Using the material below, print the line that contains "pub fn to_rpc_param(&self)", the line that contains "let block: String", and every line in between, exactly and nothing else.

DATASET:
================
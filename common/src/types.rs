use std::fmt::Display;

use serde::{de::Error, Deserialize};

use crate::utils::u64_to_hex_string;

#[derive(Debug, Clone, Copy, PartialEq, Eq)]
pub enum BlockTag {
    Latest,
    Finalized,
    Number(u64),
}

impl BlockTag {
    /// Renders the tag the way `eth_getBlockByNumber` expects it.
    pub fn to_rpc_param(&self) -> String {
        match self {
            Self::Latest => "latest".to_string(),
            Self::Finalized => "finalized".to_string(),
            Self::Number(num) => u64_to_hex_string(*num),
        }
    }
}

impl From<u64> for BlockTag {
    fn from(num: u64) -> Self {
        BlockTag::Number(num)
    }
}

impl Display for BlockTag {
    fn fmt(&self, f: &mut std::fmt::Formatter<'_>) -> std::fmt::Result {
        let formatted = match self {
            Self::Latest => "latest".to_string(),
            Self::Finalized => "finalized".to_string(),
            Self::Number(num) => num.to_string(),
        };

        write!(f, "{formatted}")
    }
}

impl<'de> Deserialize<'de> for BlockTag {
    fn deserialize<D>(deserializer: D) -> Result<Self, D::Error>
    where
        D: serde::Deserializer<'de>,
    {
        let block: String = serde::Deserialize::deserialize(deserializer)?;
        let parse_error = D::Error::custom("could not parse block tag");

        let block_tag = match block.as_str() {
            "latest" => BlockTag::Latest,
            "finalized" => BlockTag::Finalized,
            _ => match block.strip_prefix("0x") {
                Some(hex_block) => {
                    let num = u64::from_str_radix(hex_block, 16).map_err(|_| parse_error)?;

                    BlockTag::Number(num)
                }
                None => {
                    let num = block.parse().map_err(|_| parse_error)?;

                    BlockTag::Number(num)
                }
            },
        };

        Ok(block_tag)
    }
}

#[cfg(test)]
mod tests {
    use super::BlockTag;

    #[test]
    fn test_block_tag_rpc_param() {
        assert_eq!(BlockTag::Number(26478701).to_rpc_param(), "0x194086d");
        assert_eq!(BlockTag::Latest.to_rpc_param(), "latest");
        assert_eq!(BlockTag::Finalized.to_rpc_param(), "finalized");
    }

    #[test]
    fn test_block_tag_deserialize() {
        let tag: BlockTag = serde_json::from_str("\"0x194086d\"").unwrap();
        assert_eq!(tag, BlockTag::Number(26478701));

        let tag: BlockTag = serde_json::from_str("\"26478701\"").unwrap();
        assert_eq!(tag, BlockTag::Number(26478701));

        let tag: BlockTag = serde_json::from_str("\"finalized\"").unwrap();
        assert_eq!(tag, BlockTag::Finalized);

        assert!(serde_json::from_str::<BlockTag>("\"pending\"").is_err());
    }
}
================
ANSWER TO THIS PROBLEM:
    pub fn to_rpc_param(&self) -> String {
        match self {
            Self::Latest => "latest".to_string(),
            Self::Finalized => "finalized".to_string(),
            Self::Number(num) => u64_to_hex_string(*num),
        }
    }
}

impl From<u64> for BlockTag {
    fn from(num: u64) -> Self {
        BlockTag::Number(num)
    }
}

impl Display for BlockTag {
    fn fmt(&self, f: &mut std::fmt::Formatter<'_>) -> std::fmt::Result {
        let formatted = match self {
            Self::Latest => "latest".to_string(),
            Self::Finalized => "finalized".to_string(),
            Self::Number(num) => num.to_string(),
        };

        write!(f, "{formatted}")
    }
}

impl<'de> Deserialize<'de> for BlockTag {
    fn deserialize<D>(deserializer: D) -> Result<Self, D::Error>
    where
        D: serde::Deserializer<'de>,
    {
        let block: String = serde::Deserialize::deserialize(deserializer)?;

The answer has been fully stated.